Sebagian besar anak-anak tidak diberi akses terhadap makanan atau air bersih.  Banyak dari anak-anak yang terpaksa mengungsi di bawah serangan, sehingga memperburuk situasi psikologis mereka yang sudah genting.

Lebih dari 1,840 juta warga Gaza menjadi pengungsi internal. Hal menyebabkan banyak keluarga dengan anak-anak tinggal di fasilitas yang sangat penuh sesak dan tidak cocok untuk tempat berlindung. Anak-anak di Jalur Gaza berada pada risiko kelaparan dan kematian yang sangat besar, khususnya di Kota Gaza dan wilayah utara Jalur Gaza.
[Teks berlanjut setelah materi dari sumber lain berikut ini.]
//! Dependency field cleanup.
//!
//! APK dependency fields list space-separated tokens that may carry a
//! version constraint (`musl>=1.2`, `so:libc.musl-x86_64.so.1`,
//! `zlib~1.3`). Only the package identifier is kept.

/// Characters that start a version constraint suffix.
const CONSTRAINT_CHARS: [char; 4] = ['=', '<', '>', '~'];

/// Strip the version constraint from a single dependency token.
///
/// Everything from the first `=`, `<`, `>` or `~` onward is removed.
///
/// ```
/// use depviz_index::strip_constraint;
///
/// assert_eq!(strip_constraint("musl>=1.2.4"), "musl");
/// assert_eq!(strip_constraint("busybox"), "busybox");
/// ```
#[must_use]
pub fn strip_constraint(token: &str) -> &str {
    token
        .find(CONSTRAINT_CHARS)
        .map_or(token, |pos| &token[..pos])
}

/// Parse a whitespace-separated dependency field into package names.
///
/// Constraints are stripped, empty results (e.g. a bare `>=1.0`) dropped
/// and duplicates collapsed keeping the first occurrence.
#[must_use]
pub fn parse_dependency_field(field: &str) -> Vec<String> {
    let mut dependencies: Vec<String> = Vec::new();
    for token in field.split_whitespace() {
        let name = strip_constraint(token);
        if !name.is_empty() && !dependencies.iter().any(|d| d == name) {
            dependencies.push(name.to_string());
        }
    }
    dependencies
}

#[cfg(test)]
mod tests {
    use super::*;
    use rstest::rstest;

    #[rstest]
    #[case("musl", "musl")]
    #[case("musl=1.2.4-r2", "musl")]
    #[case("zlib<2", "zlib")]
    #[case("openssl>3.0", "openssl")]
    #[case("ca-certificates~20240705", "ca-certificates")]
    #[case("so:libc.musl-x86_64.so.1", "so:libc.musl-x86_64.so.1")]
    #[case(">=1.0", "")]
    fn test_strip_constraint(#[case] token: &str, #[case] expected: &str) {
        assert_eq!(strip_constraint(token), expected);
    }

    #[test]
    fn test_parse_dependency_field_dedups_keeping_first() {
        let deps = parse_dependency_field("musl>=1.2 zlib musl=1.2.4 libcrypto3 zlib<2");
        assert_eq!(deps, vec!["musl", "zlib", "libcrypto3"]);
    }

    #[test]
    fn test_parse_dependency_field_drops_empty_names() {
        let deps = parse_dependency_field("  >=1.0   busybox  ");
        assert_eq!(deps, vec!["busybox"]);
    }

    #[test]
    fn test_parse_dependency_field_empty() {
        assert!(parse_dependency_field("").is_empty());
        assert!(parse_dependency_field("   ").is_empty());
    }

    #[test]
    fn test_parse_dependency_field_is_case_sensitive() {
        let deps = parse_dependency_field("Foo foo FOO");
        assert_eq!(deps, vec!["Foo", "foo", "FOO"]);
    }
}
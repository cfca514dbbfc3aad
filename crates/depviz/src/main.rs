//! Depviz CLI binary.

use std::process::ExitCode;

use depviz::cli::{self, Cli};
use tracing_subscriber::EnvFilter;

/// Main entry point for the depviz CLI.
///
/// Every failure is reported on stderr and mapped to exit status 1.
fn main() -> ExitCode {
    // Logs go to stderr so they never mix with diagram output.
    // Example: RUST_LOG=depviz=debug,depviz_index=trace depviz
    tracing_subscriber::fmt()
        .with_env_filter(
            EnvFilter::try_from_default_env()
                .unwrap_or_else(|_| EnvFilter::new("depviz=warn,depviz_index=warn")),
        )
        .with_target(false)
        .with_writer(std::io::stderr)
        .init();

    tracing::debug!("Starting depviz CLI");

    let cli = Cli::parse_args();
    match cli.execute() {
        Ok(()) => {
            tracing::debug!("Depviz CLI completed successfully");
            ExitCode::SUCCESS
        }
        Err(err) => {
            cli::report_failure(&err);
            ExitCode::FAILURE
        }
    }
}
//! Dependency graph construction and analysis.
//!
//! - [`DependencyGraph`]: insertion-ordered `package -> dependencies` map
//! - [`GraphBuilder`]: bounded BFS discovery with filtering and narrow cycle flags
//! - [`GraphBuilder::reverse_dependencies`]: reverse lookup over the full graph
//! - [`find_cycles`]: general depth-first cycle detection

mod builder;
mod cycles;
mod reverse;

pub use builder::{DEFAULT_BOOTSTRAP_ROOTS, GraphBuilder, GraphStatistics};
pub use cycles::find_cycles;
pub use reverse::{BOOTSTRAP_MAX_DEPTH, invert};

use std::collections::BTreeSet;

use indexmap::IndexMap;
use serde::{Serialize, Serializer};

/// Reverse-dependency map: dependent package -> `[target]`.
pub type ReverseMap = DependencyGraph;

/// A package dependency graph.
///
/// Maps a package to the ordered list of its direct dependencies. Keys keep
/// the order in which they were first inserted. A package that only ever
/// appears as a dependency is a *leaf*: its own dependencies were never
/// looked up.
///
/// Two graphs are equal when they hold the same entries in the same order.
#[derive(Debug, Clone, Default)]
pub struct DependencyGraph {
    entries: IndexMap<String, Vec<String>>,
}

impl DependencyGraph {
    /// Create an empty graph.
    #[must_use]
    pub fn new() -> Self {
        Self::default()
    }

    /// Set the dependencies of `package`.
    ///
    /// Replacing an existing entry keeps its original position.
    pub fn insert(&mut self, package: impl Into<String>, dependencies: Vec<String>) {
        self.entries.insert(package.into(), dependencies);
    }

    /// Dependencies of `package`, if it is a key.
    #[must_use]
    pub fn get(&self, package: &str) -> Option<&[String]> {
        self.entries.get(package).map(Vec::as_slice)
    }

    /// Dependencies of `package`; empty when it is not a key.
    #[must_use]
    pub fn dependencies(&self, package: &str) -> &[String] {
        self.get(package).unwrap_or_default()
    }

    /// Whether `package` is a key of the graph.
    #[must_use]
    pub fn contains(&self, package: &str) -> bool {
        self.entries.contains_key(package)
    }

    /// Keys in insertion order.
    pub fn keys(&self) -> impl Iterator<Item = &str> {
        self.entries.keys().map(String::as_str)
    }

    /// `(package, dependencies)` pairs in insertion order.
    pub fn iter(&self) -> impl Iterator<Item = (&str, &[String])> {
        self.entries
            .iter()
            .map(|(k, deps)| (k.as_str(), deps.as_slice()))
    }

    /// Number of keys.
    #[must_use]
    pub fn len(&self) -> usize {
        self.entries.len()
    }

    /// Whether the graph has no keys.
    #[must_use]
    pub fn is_empty(&self) -> bool {
        self.entries.is_empty()
    }

    /// Total number of `(package, dependency)` edges.
    #[must_use]
    pub fn edge_count(&self) -> usize {
        self.entries.values().map(Vec::len).sum()
    }

    /// Copy every entry of `other` into this graph, overwriting existing keys.
    pub fn merge(&mut self, other: &DependencyGraph) {
        for (package, deps) in other.iter() {
            self.insert(package, deps.to_vec());
        }
    }

    /// All packages mentioned anywhere in the graph, keys and values, sorted.
    #[must_use]
    pub fn node_names(&self) -> BTreeSet<&str> {
        self.entries
            .iter()
            .flat_map(|(k, deps)| std::iter::once(k).chain(deps))
            .map(String::as_str)
            .collect()
    }
}

impl PartialEq for DependencyGraph {
    fn eq(&self, other: &Self) -> bool {
        self.len() == other.len() && self.iter().eq(other.iter())
    }
}

impl Eq for DependencyGraph {}

impl<K: Into<String>> FromIterator<(K, Vec<String>)> for DependencyGraph {
    fn from_iter<I: IntoIterator<Item = (K, Vec<String>)>>(iter: I) -> Self {
        let mut graph = Self::new();
        for (package, deps) in iter {
            graph.insert(package, deps);
        }
        graph
    }
}

impl<K: Into<String>> From<Vec<(K, Vec<String>)>> for DependencyGraph {
    fn from(entries: Vec<(K, Vec<String>)>) -> Self {
        entries.into_iter().collect()
    }
}

impl Serialize for DependencyGraph {
    fn serialize<S: Serializer>(&self, serializer: S) -> Result<S::Ok, S::Error> {
        serializer.collect_map(self.iter())
    }
}

/// Build a graph from string-slice literals.
///
/// Handy in tests and demos: `graph_from(&[("A", &["B", "C"]), ("B", &[])])`.
#[must_use]
pub fn graph_from(entries: &[(&str, &[&str])]) -> DependencyGraph {
    entries
        .iter()
        .map(|(package, deps)| {
            (
                *package,
                deps.iter().map(|d| (*d).to_string()).collect::<Vec<_>>(),
            )
        })
        .collect()
}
Euro-Med Monitor juga menyebutkan munculnya mekanisme penanggulangan yang berbahaya, seperti anak-anak yang menggunakan metode berisiko dan tidak sehat untuk menyalakan api untuk memasak.

Baca Juga


Anak Gaza menghadapi risiko terkena epidemi dan penyakit menular....




 

Selain itu, anak-anak di Gaza menghadapi risiko terkena epidemi dan penyakit menular akibat dari berbagai krisis seperti kurangnya air minum yang aman;  penghentian pompa limbah;  kurangnya layanan kesehatan;  dan kurangnya kebersihan pribadi di pusat penampungan yang sangat padat.  Anak-anak di bawah usia 18 tahun, yang mencakup 47 persen dari 2,3 juta orang yang tinggal di Jalur Gaza, telah lama mengalami masalah kesehatan mental.  Sebelum terjadinya perang saat ini, empat dari setiap lima anak melaporkan bahwa mereka mengalami depresi, kesedihan, atau ketakutan. Bahkan penelitian sebelumnya mengungkapkan bahwa jumlah masalah kesehatan mental bahkan lebih tinggi.
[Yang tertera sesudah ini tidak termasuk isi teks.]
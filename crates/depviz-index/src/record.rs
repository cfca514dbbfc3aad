//! A single package block from an APKINDEX.

use indexmap::IndexMap;

use crate::deps::parse_dependency_field;

/// Field key holding the package name.
pub const NAME_KEY: &str = "P";
/// Field key holding the package version.
pub const VERSION_KEY: &str = "V";
/// Field key holding the one-line description.
pub const DESCRIPTION_KEY: &str = "T";
/// Field key holding the dependency list.
pub const DEPENDS_KEY: &str = "D";

/// The key/value fields of one package block.
///
/// Fields keep the order in which their key first appears. When a key
/// repeats, the last value wins.
#[derive(Debug, Clone, Default, PartialEq, Eq)]
pub struct PackageRecord {
    fields: IndexMap<String, String>,
}

impl PackageRecord {
    /// Parse a block of `key:value` lines.
    ///
    /// Each line containing a `:` is split at its first colon; key and value
    /// are trimmed. Lines without a colon are ignored.
    #[must_use]
    pub fn parse(block: &str) -> Self {
        let fields = block
            .lines()
            .filter_map(|line| line.split_once(':'))
            .map(|(key, value)| (key.trim().to_string(), value.trim().to_string()))
            .collect();
        Self { fields }
    }

    /// Look up a field by key.
    #[must_use]
    pub fn get(&self, key: &str) -> Option<&str> {
        self.fields.get(key).map(String::as_str)
    }

    /// The package name (`P:` field).
    #[must_use]
    pub fn name(&self) -> Option<&str> {
        self.get(NAME_KEY)
    }

    /// The package version (`V:` field).
    #[must_use]
    pub fn version(&self) -> Option<&str> {
        self.get(VERSION_KEY)
    }

    /// The package description (`T:` field).
    #[must_use]
    pub fn description(&self) -> Option<&str> {
        self.get(DESCRIPTION_KEY)
    }

    /// Direct dependencies from the `D:` field, constraints stripped.
    ///
    /// Returns an empty list when the field is absent or blank.
    #[must_use]
    pub fn dependencies(&self) -> Vec<String> {
        self.get(DEPENDS_KEY)
            .map(parse_dependency_field)
            .unwrap_or_default()
    }

    /// Number of distinct field keys.
    #[must_use]
    pub fn len(&self) -> usize {
        self.fields.len()
    }

    /// Whether the block had no `key:value` lines at all.
    #[must_use]
    pub fn is_empty(&self) -> bool {
        self.fields.is_empty()
    }
}
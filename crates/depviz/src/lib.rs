//! Depviz - a dependency graph visualizer for Alpine packages.
//!
//! This crate provides both a CLI application and a library for discovering
//! the depth-limited dependency graph of a package, finding its reverse
//! dependencies and cycles, and rendering the result as a PlantUML diagram
//! and an ASCII tree.

#![forbid(unsafe_code)]

// Public modules for library usage
pub mod config;
pub mod error;
pub mod graph;
pub mod provider;

// Public CLI module (needed by binary)
pub mod cli;

// Rendering
pub mod output;

pub use error::{Error, Result};
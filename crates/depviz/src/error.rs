//! Error types for depviz operations.

use std::io;
use std::path::PathBuf;
use thiserror::Error;

/// The error type for depviz operations.
#[derive(Debug, Error)]
pub enum Error {
    /// IO error occurred.
    #[error("IO error: {0}")]
    Io(#[from] io::Error),

    /// The configuration file does not exist.
    #[error("Configuration file {} not found", .0.display())]
    ConfigNotFound(PathBuf),

    /// The configuration document is not valid JSON/YAML.
    #[error("Configuration format error: {0}")]
    ConfigParse(String),

    /// Required keys are missing or have the wrong type.
    #[error("{}", describe_validation(.missing, .invalid))]
    ConfigValidation {
        /// Keys absent from the document.
        missing: Vec<String>,
        /// Keys present with the wrong type, as `key (expected type)`.
        invalid: Vec<String>,
    },

    /// `max_dependency_depth` is below 1.
    #[error("max_dependency_depth must be a positive number, got {0}")]
    InvalidDepth(i64),

    /// `repository_url` is empty.
    #[error("repository_url must be a non-empty string")]
    EmptyRepositoryUrl,

    /// The package has no record in the data source.
    #[error("Package '{0}' not found in repository")]
    PackageNotFound(String),

    /// The data source could not be retrieved.
    #[error("Repository connection error: {0}")]
    Connection(String),

    /// The data source could not be decoded.
    #[error("Repository format error: {0}")]
    Format(String),
}

impl Error {
    /// Whether this error stems from loading or validating configuration.
    #[must_use]
    pub fn is_config(&self) -> bool {
        matches!(
            self,
            Self::ConfigParse(_)
                | Self::ConfigValidation { .. }
                | Self::InvalidDepth(_)
                | Self::EmptyRepositoryUrl
        )
    }
}

impl From<depviz_index::Error> for Error {
    fn from(err: depviz_index::Error) -> Self {
        Self::Format(err.to_string())
    }
}

fn describe_validation(missing: &[String], invalid: &[String]) -> String {
    let mut parts = Vec::new();
    if !missing.is_empty() {
        parts.push(format!("Missing required parameters: {}", missing.join(", ")));
    }
    if !invalid.is_empty() {
        parts.push(format!("Invalid parameter types: {}", invalid.join(", ")));
    }
    parts.join("; ")
}

/// A specialized Result type for depviz operations.
pub type Result<T> = std::result::Result<T, Error>;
Euro-Med Human Rights Monitor mendesak komunitas internasional untuk mengambil tindakan secepatnya guna menghentikan upaya Israel untuk mengubah Jalur Gaza menjadi kuburan nyata bagi anak-anak. Euro-Med Human Rights Monitor mendorong negara Barat mengakhiri kebijakan standar ganda yang mencolok sehingga memungkinkan impunitas Israel.

Organisasi yang bermarkas di Jenewa tersebut menekankan bahwa Israel harus bertanggung jawab atas pelanggaran yang jelas terhadap hukum humaniter internasional, yang dibuktikan dengan pembunuhan dan penargetan anak-anak Palestina. Termasuk pengabaian terhadap kebutuhan khusus mereka akan vaksin, makanan, pakaian, dan tempat tinggal yang secara jelas diakui dalam Konvensi Jenewa dan Protokolnya pada 1977.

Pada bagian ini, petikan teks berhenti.